Several forms of fasciitis have an immune basis and are included in APS II, but eosinophilic fasciitis is not listed as one of them, perhaps because it is so rare and perhaps because the link to autoimmunity is still rather tenuous. See Varga J, Kahari VM. Eosinophilia-myalgia syndrome, eosinophilic fasciitis, and related fibrosing disorders. Curr Opin Rheumatol. 1997 Nov;9(6):562-70.

I have personally no experience in this condition, but both steroids and methotrexate are reported as standard therapy.Steroids may make the control of the diabetes a little more difficult, and that is perhaps why the doctor suggested methotrexate.

DOB
Additional comments from Dr. Stuart Brink:

This is a very rare situation. Central hypothyroidism usually occurs with hypothalamic or pituitary disease such as a tumor or radiation therapy to the region. She could have what is called sick euthyroid syndrome and this does not need to be treated with thyroid hormone. Sequential thyroid functions should help as might a TBG level.

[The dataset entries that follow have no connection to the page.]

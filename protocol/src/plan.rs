use serde::Deserialize;
use serde::Serialize;

// Shape requested from the planner prompt. The orchestrator only requires the
// plan to be valid JSON, so every field is lenient.
#[derive(Debug, Clone, Default, PartialEq, Serialize, Deserialize)]
pub struct Plan {
    #[serde(default)]
    pub thought: String,
    #[serde(default)]
    pub title: String,
    #[serde(default)]
    pub steps: Vec<PlanStep>,
}

#[derive(Debug, Clone, Default, PartialEq, Serialize, Deserialize)]
pub struct PlanStep {
    #[serde(default)]
    pub agent_name: String,
    #[serde(default)]
    pub title: String,
    #[serde(default)]
    pub description: String,
    /// Optional remark for the executing agent.
    #[serde(default, skip_serializing_if = "Option::is_none")]
    pub note: Option<String>,
}
use manus_protocol::Goto;
use manus_protocol::NodeId;

use crate::context::WorkflowContext;
use crate::error::NodeError;
use crate::state::Command;
use crate::state::RunState;

/// Substring of the coordinator's answer that starts planning.
pub const HANDOFF_MARKER: &str = "handoff_to_planner";

pub(super) async fn run(ctx: &WorkflowContext, state: &RunState) -> Result<Command, NodeError> {
    tracing::info!("Coordinator talking");
    let messages = ctx
        .prompts
        .apply(NodeId::Coordinator, &state.prompt_vars(), state.messages());
    let response = ctx
        .model_for(NodeId::Coordinator)
        .await?
        .invoke(&messages)
        .await?;
    tracing::debug!(%response, "coordinator response");

    let goto = if response.contains(HANDOFF_MARKER) {
        Goto::Node(NodeId::Planner)
    } else {
        Goto::End
    };
    Ok(Command::goto(goto))
}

Methotrexate might be slightly less toxic than steroids but this should be decide by the treating physicians. If you use steroids, the insulin dose will dramatically raise within 8-12 hours of the first dose. On an insulin pump, this would correspond to a significant increase in basal insulin so you should stay in close contact with your diabetes team so that they can help make such adjustments. Both should be manageable.